* _Problem requirements_:
Every line from the one with "a single-letter alias." to the one with "for this kind", including those two, is to be copied exactly; all other lines of the entries below are left out.

________________________________________

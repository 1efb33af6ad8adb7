//! Runtime configuration for a single generator invocation

use std::path::PathBuf;

/// Settings gathered from the command line for one `add` run
#[derive(Debug, Clone, PartialEq, Eq)]
pub struct GeneratorConfig {
    /// Directory expected to be the project root
    pub project_dir: PathBuf,
    /// Registry key selecting the template bundle
    pub element_type: String,
    /// Raw element name as typed by the user
    pub element_name: String,
}

impl GeneratorConfig {
    pub fn new(
        project_dir: impl Into<PathBuf>,
        element_type: impl Into<String>,
        element_name: impl Into<String>,
    ) -> Self {
        Self {
            project_dir: project_dir.into(),
            element_type: element_type.into(),
            element_name: element_name.into(),
        }
    }
}
//! Data Transfer Objects for application layer

use std::path::{Component, Path, PathBuf};

use serde::Serialize;

use crate::application::ValidationError;
use crate::core::templates::{ElementKind, TemplateRegistry};

/// Checks that a raw element name can safely become a directory name.
///
/// The name must be exactly one normal path component, so `.`, `..`, roots
/// and separators are rejected. Names with whitespace are accepted since
/// capitalization works per word.
pub fn validate_element_name(name: &str) -> Result<(), ValidationError> {
    if name.trim().is_empty() {
        return Err(ValidationError::EmptyElementName);
    }
    // `components()` drops trailing `/.`, so separators are checked directly
    let has_separator = name.contains('/') || name.contains('\\');
    let mut components = Path::new(name).components();
    let single_normal = matches!(
        (components.next(), components.next()),
        (Some(Component::Normal(_)), None)
    );
    if has_separator || !single_normal {
        return Err(ValidationError::InvalidElementName(name.to_string()));
    }
    Ok(())
}

/// A file that could not be written
#[derive(Debug, Clone, Serialize)]
pub struct FileFailure {
    pub path: PathBuf,
    pub reason: String,
}

/// Outcome of writing one rendered element
#[derive(Debug, Clone, Default, Serialize)]
pub struct MaterializeReport {
    /// Directory the files were written into
    pub root_dir: PathBuf,
    /// Files written successfully, in bundle order
    pub written: Vec<PathBuf>,
    /// Files that failed, in bundle order
    pub failed: Vec<FileFailure>,
}

impl MaterializeReport {
    pub fn new(root_dir: PathBuf) -> Self {
        Self {
            root_dir,
            ..Default::default()
        }
    }

    pub fn is_complete(&self) -> bool {
        self.failed.is_empty()
    }
}

/// Response from element generation
#[derive(Debug, Clone, Serialize)]
pub struct AddElementResponse {
    pub kind: ElementKind,
    pub real_name: String,
    pub report: MaterializeReport,
}

/// Description of one element type for listings
#[derive(Debug, Clone, Serialize)]
pub struct ElementTypeInfo {
    pub kind: ElementKind,
    pub keys: Vec<&'static str>,
    pub root_dir: &'static str,
    pub capitalize: bool,
    pub files: Vec<&'static str>,
}

/// Describes every element type known to `registry`
pub fn describe_types(registry: &TemplateRegistry) -> Vec<ElementTypeInfo> {
    ElementKind::all()
        .map(|kind| {
            let bundle = kind.bundle();
            ElementTypeInfo {
                kind,
                keys: registry.keys_for(kind),
                root_dir: bundle.root_dir,
                capitalize: bundle.capitalize,
                files: bundle.file_names().collect(),
            }
        })
        .collect()
}
//! Error handling for the frontgen core.
//!
//! This module defines the main error type `Error` used by the registry and
//! project detection, along with a convenient `Result` type alias.

use std::path::PathBuf;

use thiserror::Error;

/// Result type for core operations
pub type Result<T> = std::result::Result<T, Error>;

/// Main error type for core operations
#[derive(Debug, Error)]
pub enum Error {
    /// Type key not present in the template registry
    #[error("invalid type '{key}' specified; must be one of: {valid_keys}")]
    UnknownElementType { key: String, valid_keys: String },

    /// Working directory does not look like a front-end project root
    #[error("must be run in the root dir of a react project (no src directory in {})", .0.display())]
    MissingProjectMarker(PathBuf),
}
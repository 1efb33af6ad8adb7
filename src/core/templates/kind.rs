//! Element kinds understood by the generator.
//!
//! Every kind owns exactly one template bundle and is reachable through two
//! registry keys: its canonical name and a single-letter alias.
//!
//! Key lookup itself lives in the registry, which is exact and
//! case-sensitive.

// Internal imports (std, crate)
use super::builtin::{ACTION_BUNDLE, COMPONENT_BUNDLE, REDUCER_BUNDLE};
use super::types::TemplateBundle;
use std::fmt;

// External imports (alphabetized)
use serde::Serialize;

/// Kind of front-end element to scaffold
#[derive(Debug, Clone, Copy, PartialEq, Eq, Hash, PartialOrd, Ord, Default, Serialize)]
#[serde(rename_all = "lowercase")]
pub enum ElementKind {
    /// React component plus its redux container
    #[default]
    Component,
    /// Redux reducer module
    Reducer,
    /// Redux action creators module
    Action,
}

impl ElementKind {
    /// Returns the canonical registry key
    pub fn as_str(&self) -> &'static str {
        match self {
            Self::Component => "component",
            Self::Reducer => "reducer",
            Self::Action => "action",
        }
    }

    /// Returns the single-letter alias key
    pub fn alias(&self) -> &'static str {
        match self {
            Self::Component => "c",
            Self::Reducer => "r",
            Self::Action => "a",
        }
    }

    /// Returns the compiled-in template bundle for this kind
    pub fn bundle(&self) -> &'static TemplateBundle {
        match self {
            Self::Component => &COMPONENT_BUNDLE,
            Self::Reducer => &REDUCER_BUNDLE,
            Self::Action => &ACTION_BUNDLE,
        }
    }

    /// Returns an iterator over all element kinds
    pub fn all() -> impl Iterator<Item = Self> {
        use ElementKind::*;
        [Component, Reducer, Action].iter().copied()
    }
}

impl fmt::Display for ElementKind {
    fn fmt(&self, f: &mut fmt::Formatter<'_>) -> fmt::Result {
        write!(f, "{}", self.as_str())
    }
}
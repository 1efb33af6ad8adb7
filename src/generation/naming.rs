//! Real name derivation.
//!
//! The real name is computed once per invocation and shared by every slot of
//! every file in a bundle, so a component and its container always agree on
//! casing.

use std::fmt;
use std::ops::Deref;

/// Element name after optional capitalization
#[derive(Debug, Clone, PartialEq, Eq)]
pub struct RealName(String);

impl RealName {
    /// Derives the real name from the raw element name.
    ///
    /// # Examples
    /// ```ignore
    /// assert_eq!(RealName::derive("myThing", true).as_str(), "MyThing");
    /// assert_eq!(RealName::derive("myThing", false).as_str(), "myThing");
    /// ```
    pub fn derive(raw: &str, capitalize: bool) -> Self {
        if capitalize {
            Self(title_case(raw))
        } else {
            Self(raw.to_string())
        }
    }

    pub fn as_str(&self) -> &str {
        &self.0
    }
}

impl Deref for RealName {
    type Target = str;

    fn deref(&self) -> &str {
        &self.0
    }
}

impl fmt::Display for RealName {
    fn fmt(&self, f: &mut fmt::Formatter<'_>) -> fmt::Result {
        f.write_str(&self.0)
    }
}

/// Uppercases the first letter of each whitespace-delimited word.
///
/// Only the leading character changes; whitespace is preserved as-is.
pub fn title_case(s: &str) -> String {
    let mut out = String::with_capacity(s.len());
    let mut at_word_start = true;

    for ch in s.chars() {
        if ch.is_whitespace() {
            at_word_start = true;
            out.push(ch);
        } else if at_word_start {
            at_word_start = false;
            out.push(ch.to_ascii_uppercase());
        } else {
            out.push(ch);
        }
    }

    out
}
//! Output service implementations

pub mod filesystem_output;

pub use filesystem_output::*;

#[cfg(test)]
mod tests {
    use super::*;
    use crate::application::{ApplicationError, OutputService};
    use crate::generation::RenderedElement;
    use crate::generation::renderer::RenderedFile;
    use std::path::PathBuf;
    use tempfile::TempDir;
    use tracing_test::traced_test;

    fn element(root: PathBuf) -> RenderedElement {
        RenderedElement {
            root_dir: root,
            files: vec![
                RenderedFile {
                    file_name: "index.js".to_string(),
                    content: "export * from './cart'".to_string(),
                },
                RenderedFile {
                    file_name: "cart.js".to_string(),
                    content: "const cart = () => {}".to_string(),
                },
            ],
        }
    }

    fn names(paths: &[PathBuf]) -> Vec<String> {
        paths
            .iter()
            .map(|p| p.file_name().unwrap().to_string_lossy().into_owned())
            .collect()
    }

    #[tokio::test]
    async fn test_materialize_creates_nested_directory_and_files() {
        let temp_dir = TempDir::new().expect("Failed to create temp dir");
        let root = temp_dir.path().join("src/redux/reducers/cart");
        let output_service = FileSystemOutputService::new();

        let report = output_service
            .materialize(&element(root.clone()))
            .await
            .expect("materialize should succeed");

        assert!(report.is_complete());
        assert_eq!(names(&report.written), vec!["index.js", "cart.js"]);
        assert!(root.is_dir());

        let content = std::fs::read_to_string(root.join("cart.js")).expect("Failed to read cart.js");
        assert_eq!(content, "const cart = () => {}");
    }

    #[tokio::test]
    async fn test_materialize_is_idempotent_and_overwrites() {
        let temp_dir = TempDir::new().expect("Failed to create temp dir");
        let root = temp_dir.path().join("out");
        std::fs::create_dir_all(&root).unwrap();
        std::fs::write(root.join("cart.js"), "stale content that is much longer").unwrap();

        let output_service = FileSystemOutputService::new();
        output_service.materialize(&element(root.clone())).await.unwrap();
        let report = output_service.materialize(&element(root.clone())).await.unwrap();

        assert!(report.is_complete());
        let content = std::fs::read_to_string(root.join("cart.js")).unwrap();
        assert_eq!(content, "const cart = () => {}");
    }

    #[cfg(unix)]
    #[tokio::test]
    async fn test_materialize_file_mode() {
        use std::os::unix::fs::PermissionsExt;

        let temp_dir = TempDir::new().expect("Failed to create temp dir");
        let root = temp_dir.path().join("out");
        FileSystemOutputService::new()
            .materialize(&element(root.clone()))
            .await
            .unwrap();

        let mode = std::fs::metadata(root.join("index.js"))
            .expect("Failed to get metadata")
            .permissions()
            .mode();
        // umask may only clear bits
        assert_eq!(mode & 0o777 & !FILE_MODE, 0);
        assert_ne!(mode & 0o400, 0);
    }

    #[tokio::test]
    async fn test_directory_failure_aborts() {
        let temp_dir = TempDir::new().expect("Failed to create temp dir");
        let blocker = temp_dir.path().join("src");
        std::fs::write(&blocker, "a file, not a directory").unwrap();

        let err = FileSystemOutputService::new()
            .materialize(&element(blocker.join("components/Nav")))
            .await
            .unwrap_err();

        assert!(matches!(err, ApplicationError::DirectoryCreation { .. }));
        assert!(!blocker.join("components").exists());
    }

    #[tokio::test]
    #[traced_test]
    async fn test_file_failure_is_reported_and_processing_continues() {
        let temp_dir = TempDir::new().expect("Failed to create temp dir");
        let root = temp_dir.path().join("out");
        // A directory where the first file should go makes that write fail
        std::fs::create_dir_all(root.join("index.js")).unwrap();

        let report = FileSystemOutputService::new()
            .materialize(&element(root.clone()))
            .await
            .expect("file failures are not fatal");

        assert!(!report.is_complete());
        assert_eq!(names(&report.written), vec!["cart.js"]);
        assert_eq!(report.failed.len(), 1);
        assert!(report.failed[0].path.ends_with("index.js"));
        assert!(root.join("cart.js").is_file());
        assert!(logs_contain("An error occurred while creating file"));
        assert!(logs_contain("index.js"));
    }
}
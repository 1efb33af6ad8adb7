//! Front-end project root detection

use std::path::{Path, PathBuf};
use tracing::debug;

use crate::core::error::{Error, Result};

/// Directory whose presence marks a project root
pub const PROJECT_MARKER: &str = "src";

/// A directory verified to be the root of a front-end project
#[derive(Debug, Clone, PartialEq, Eq)]
pub struct ProjectRoot {
    path: PathBuf,
}

impl ProjectRoot {
    /// Accepts `dir` when it contains a `src` directory.
    ///
    /// A plain file named `src` does not count.
    pub fn detect(dir: &Path) -> Result<Self> {
        let marker = dir.join(PROJECT_MARKER);
        debug!(marker = %marker.display(), "Looking for project marker");

        if marker.is_dir() {
            Ok(Self {
                path: dir.to_path_buf(),
            })
        } else {
            Err(Error::MissingProjectMarker(dir.to_path_buf()))
        }
    }

    pub fn path(&self) -> &Path {
        &self.path
    }
}
//! Compiled-in template bundles.
//!
//! Every `%s` receives the element's real name; `%%` would be a literal `%`.
//! Content is emitted byte for byte apart from that substitution.

use super::kind::ElementKind;
use super::types::{FileTemplate, TemplateBundle};

/// React component with a react-redux container
pub static COMPONENT_BUNDLE: TemplateBundle = TemplateBundle {
    kind: ElementKind::Component,
    root_dir: "src/components/%s",
    capitalize: true,
    files: &[
        FileTemplate {
            file_name: "index.js",
            content: r#"import %sContainer from './%sContainer'
export default %sContainer"#,
        },
        FileTemplate {
            file_name: "%s.js",
            content: r#"//@flow
import React, { Component } from 'react';

import './style.css'

type Props = {}
type State = {}
class %s extends Component<Props, State> {
	render(){
		return (
			<div className="custom"/>
		)
	}
}
export default %s;"#,
        },
        FileTemplate {
            file_name: "%sContainer.js",
            content: r#"// @flow
import { connect } from 'react-redux'
import %s from './%s'

const mapStateToProps = (state) => {
	return {}
}

const mapDispatchToProps = (dispatch) => {
	return {}
}

export default connect(mapStateToProps, mapDispatchToProps)(%s)"#,
        },
        FileTemplate {
            file_name: "style.css",
            content: r#"
.custom{
	background-color: lime;
}
"#,
        },
    ],
};

/// Redux reducer module
pub static REDUCER_BUNDLE: TemplateBundle = TemplateBundle {
    kind: ElementKind::Reducer,
    root_dir: "src/redux/reducers/%s",
    capitalize: false,
    files: &[
        FileTemplate {
            file_name: "index.js",
            content: r#"import %s from './%s'
export default %s
export * from './%s'"#,
        },
        FileTemplate {
            file_name: "%s.js",
            content: r#"//@flow
export const MY_ACTION = 'MY_ACTION'
type stateType = {}
type actionType = { type: string }
const initState = {}
const %s = (state: stateType = initState, action: actionType = { type: MY_ACTION }) => {
	switch (action.type) {
		case MY_ACTION:
			return { ...state, someExtraProp: "some data" }
		default:
			return state
	}
}
export default %s"#,
        },
    ],
};

/// Redux action creators module
pub static ACTION_BUNDLE: TemplateBundle = TemplateBundle {
    kind: ElementKind::Action,
    root_dir: "src/redux/actions/%s",
    capitalize: false,
    files: &[
        FileTemplate {
            file_name: "index.js",
            content: r#"export * from './%s'"#,
        },
        FileTemplate {
            file_name: "%s.js",
            content: r#"//@flow
import { STATE_CHANGE } from "../../reducers";


export const myAction = () => {
	return {
		type: STATE_CHANGE,
	}
}"#,
        },
    ],
};

#[cfg(test)]
mod tests {
    use super::*;
    use crate::generation::substitution::net_slot_count;

    #[test]
    fn test_component_file_order() {
        let names: Vec<_> = COMPONENT_BUNDLE.file_names().collect();
        assert_eq!(
            names,
            vec!["index.js", "%s.js", "%sContainer.js", "style.css"]
        );
    }

    #[test]
    fn test_redux_bundles_file_order() {
        for bundle in [&REDUCER_BUNDLE, &ACTION_BUNDLE] {
            let names: Vec<_> = bundle.file_names().collect();
            assert_eq!(names, vec!["index.js", "%s.js"]);
        }
    }

    #[test]
    fn test_root_dirs_have_one_slot() {
        for bundle in [&COMPONENT_BUNDLE, &REDUCER_BUNDLE, &ACTION_BUNDLE] {
            assert_eq!(net_slot_count(bundle.root_dir), 1, "{}", bundle.root_dir);
        }
    }

    #[test]
    fn test_static_files_have_no_slot() {
        let style = COMPONENT_BUNDLE.files[3];
        assert_eq!(net_slot_count(style.file_name), 0);
        assert_eq!(net_slot_count(style.content), 0);
        assert_eq!(net_slot_count(ACTION_BUNDLE.files[1].content), 0);
    }

    #[test]
    fn test_bundles_know_their_kind() {
        for kind in ElementKind::all() {
            assert_eq!(kind.bundle().kind, kind);
        }
    }

    #[test]
    fn test_templates_use_tab_indentation() {
        assert!(COMPONENT_BUNDLE.files[1].content.contains("\n\trender(){"));
        assert!(REDUCER_BUNDLE.files[1].content.contains("\n\tswitch"));
    }
}
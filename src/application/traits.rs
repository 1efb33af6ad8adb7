//! Port interfaces for the application layer

use async_trait::async_trait;

use crate::application::{ApplicationError, MaterializeReport};
use crate::generation::RenderedElement;

/// Service for writing a rendered element to its destination
#[async_trait]
pub trait OutputService: Send + Sync {
    /// Create the element directory and write every file into it.
    ///
    /// Fails only when the directory cannot be created; individual file
    /// failures are recorded in the returned report.
    async fn materialize(
        &self,
        element: &RenderedElement,
    ) -> Result<MaterializeReport, ApplicationError>;
}
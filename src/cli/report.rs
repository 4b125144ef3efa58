use std::path::PathBuf;

use ansi_term::Colour::{Cyan, Green, Yellow};
use anyhow::Result;
use chrono::{DateTime, Local, NaiveDate, Utc};
use chrono_english::{parse_date_string, Dialect};
use clap::{CommandFactory, Subcommand};
use serde::Serialize;

use crate::{
    daemon::storage::{
        aggregation::{DailySummary, OverviewQuery, DEFAULT_OVERVIEW_LIMIT},
        entities::Note,
        event_store::EventStore,
    },
    utils::{
        dir::default_database_path,
        time::{logical_date, to_second, today, DEFAULT_DAY_BOUNDARY_HOUR},
    },
};

use super::Args;

#[derive(clap::Args, Debug, Clone)]
pub struct StoreArgs {
    #[arg(long, help = "Store file. Defaults to the daemon's default store")]
    pub db: Option<PathBuf>,
}

impl StoreArgs {
    pub fn database_path(&self) -> Result<PathBuf> {
        self.db.clone().map_or_else(default_database_path, Ok)
    }
}

#[derive(clap::Args, Debug, Clone)]
pub struct DayArgs {
    #[command(flatten)]
    pub store: StoreArgs,
    #[arg(
        long = "day-boundary-hour",
        default_value_t = DEFAULT_DAY_BOUNDARY_HOUR,
        value_parser = clap::value_parser!(u32).range(0..=23),
        help = "Must match the daemon's setting"
    )]
    pub day_boundary_hour: u32,
}

const DATE_HELP: &str =
    "Logical day. Either YYYY-MM-DD or something like \"yesterday\", \"3 days ago\", \"15/03/2025\"";

#[derive(Subcommand, Debug)]
pub enum ReportCommand {
    #[command(about = "Keystrokes and app usage for one day")]
    Summary {
        #[command(flatten)]
        day: DayArgs,
        #[arg(long, help = DATE_HELP)]
        date: Option<String>,
        #[arg(long, help = "Print JSON instead of text")]
        json: bool,
    },
    #[command(about = "Per-day totals, newest first")]
    Overview {
        #[command(flatten)]
        store: StoreArgs,
        #[arg(long, help = DATE_HELP)]
        from: Option<String>,
        #[arg(long, help = DATE_HELP)]
        to: Option<String>,
        #[arg(long, default_value_t = DEFAULT_OVERVIEW_LIMIT)]
        limit: u32,
        #[arg(long, help = "Print JSON instead of text")]
        json: bool,
    },
    #[command(about = "Days that have any recorded activity")]
    Dates {
        #[command(flatten)]
        store: StoreArgs,
    },
    #[command(about = "Attach a note to the current moment")]
    Note {
        #[command(flatten)]
        day: DayArgs,
        text: String,
    },
    #[command(about = "Show or replace the journal entry of a day")]
    Blog {
        #[command(flatten)]
        day: DayArgs,
        #[arg(long, help = DATE_HELP)]
        date: Option<String>,
        #[arg(long, help = "Replace the entry with this text")]
        set: Option<String>,
    },
}

#[derive(Serialize)]
struct SummaryReport {
    #[serde(flatten)]
    summary: DailySummary,
    notes: Vec<Note>,
    blog: Option<String>,
}

/// Turns user input into a logical day. Phrases like "yesterday" are relative to the calendar day
/// of `now`, since the parser may or may not keep the time of day.
pub fn parse_logical_date(input: &str, now: DateTime<Local>) -> Result<NaiveDate> {
    if let Ok(date) = NaiveDate::parse_from_str(input, "%Y-%m-%d") {
        return Ok(date);
    }
    match parse_date_string(input, now, Dialect::Uk) {
        Ok(parsed) => Ok(parsed.date_naive()),
        Err(e) => Err(Args::command()
            .error(
                clap::error::ErrorKind::ValueValidation,
                format!("Failed to validate date {input:?}: {e}"),
            )
            .into()),
    }
}

fn resolve_date(input: Option<&str>, boundary_hour: u32) -> Result<NaiveDate> {
    match input {
        Some(input) => parse_logical_date(input, Local::now()),
        None => Ok(today(boundary_hour)),
    }
}

fn open(store: &StoreArgs) -> Result<EventStore> {
    Ok(EventStore::open(store.database_path()?)?)
}

pub fn process_report_command(command: ReportCommand) -> Result<()> {
    match command {
        ReportCommand::Summary { day, date, json } => {
            let date = resolve_date(date.as_deref(), day.day_boundary_hour)?;
            let store = open(&day.store)?;
            let report = SummaryReport {
                summary: store.daily_summary(date)?,
                notes: store.notes_for_date(date)?,
                blog: store.get_blog(date)?,
            };
            if json {
                println!("{}", serde_json::to_string_pretty(&report)?);
            } else {
                print_summary(&report);
            }
        }
        ReportCommand::Overview {
            store,
            from,
            to,
            limit,
            json,
        } => {
            let query = OverviewQuery {
                from: from
                    .map(|v| parse_logical_date(&v, Local::now()))
                    .transpose()?,
                to: to.map(|v| parse_logical_date(&v, Local::now())).transpose()?,
                limit,
            };
            let days = open(&store)?.overview(query)?;
            if json {
                println!("{}", serde_json::to_string_pretty(&days)?);
            } else if days.is_empty() {
                println!("No activity recorded");
            } else {
                println!("{}", Cyan.bold().paint("date\t\tkeys\tapps"));
                for day in days {
                    println!("{}\t{}\t{}", day.logical_date, day.total_keys, day.unique_apps);
                }
            }
        }
        ReportCommand::Dates { store } => {
            for date in open(&store)?.available_dates()? {
                println!("{date}");
            }
        }
        ReportCommand::Note { day, text } => {
            let now = to_second(Utc::now());
            let date = logical_date(now, day.day_boundary_hour);
            open(&day.store)?.upsert_note(now, &text, date)?;
            println!("Note saved for {date}");
        }
        ReportCommand::Blog { day, date, set } => {
            let date = resolve_date(date.as_deref(), day.day_boundary_hour)?;
            let store = open(&day.store)?;
            match set {
                Some(text) => {
                    store.save_blog(date, &text)?;
                    println!("Blog saved for {date}");
                }
                None => match store.get_blog(date)? {
                    Some(text) => println!("{text}"),
                    None => println!("No blog entry for {date}"),
                },
            }
        }
    }
    Ok(())
}

fn print_summary(report: &SummaryReport) {
    let summary = &report.summary;
    println!(
        "{}",
        Cyan.bold().paint(format!("Summary for {}", summary.logical_date))
    );
    println!(
        "Keystrokes: {} ({} samples)",
        Green.paint(summary.total_keys.to_string()),
        summary.key_events
    );

    if summary.app_usage.is_empty() {
        println!("No window activity");
    } else {
        println!("Apps:");
        for usage in &summary.app_usage {
            println!("{:>8}  {}", usage.event_count, usage.app_name);
        }
    }

    if !report.notes.is_empty() {
        println!("Notes:");
        for note in &report.notes {
            println!(
                "  {} {}",
                Yellow.paint(
                    note.timestamp
                        .with_timezone(&Local)
                        .format("%H:%M")
                        .to_string()
                ),
                note.content
            );
        }
    }
    if let Some(blog) = &report.blog {
        println!("Blog:\n{blog}");
    }
}
//! Records which window has focus and how many keys were pressed, and keeps it in a local DuckDB
//! file so the day can be reviewed later. Activity is grouped into logical days that start at a
//! configurable hour, so late nights count towards the day they started on.
//!

pub mod cli;
pub mod daemon;
pub mod utils;
pub mod window_api;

________________________________________

* _Response to the task_:
//! registry keys: its canonical name and a single-letter alias.
//!
//! Key lookup itself lives in the registry, which is exact and
//! case-sensitive.

// Internal imports (std, crate)
use super::builtin::{ACTION_BUNDLE, COMPONENT_BUNDLE, REDUCER_BUNDLE};
use super::types::TemplateBundle;
use std::fmt;

// External imports (alphabetized)
use serde::Serialize;

/// Kind of front-end element to scaffold
#[derive(Debug, Clone, Copy, PartialEq, Eq, Hash, PartialOrd, Ord, Default, Serialize)]
#[serde(rename_all = "lowercase")]
pub enum ElementKind {
    /// React component plus its redux container
    #[default]
    Component,
    /// Redux reducer module
    Reducer,
    /// Redux action creators module
    Action,
}

impl ElementKind {
    /// Returns the canonical registry key
    pub fn as_str(&self) -> &'static str {
        match self {
            Self::Component => "component",
            Self::Reducer => "reducer",
            Self::Action => "action",
        }
    }

    /// Returns the single-letter alias key
    pub fn alias(&self) -> &'static str {
        match self {
            Self::Component => "c",
            Self::Reducer => "r",
            Self::Action => "a",
        }
    }

    /// Returns the compiled-in template bundle for this kind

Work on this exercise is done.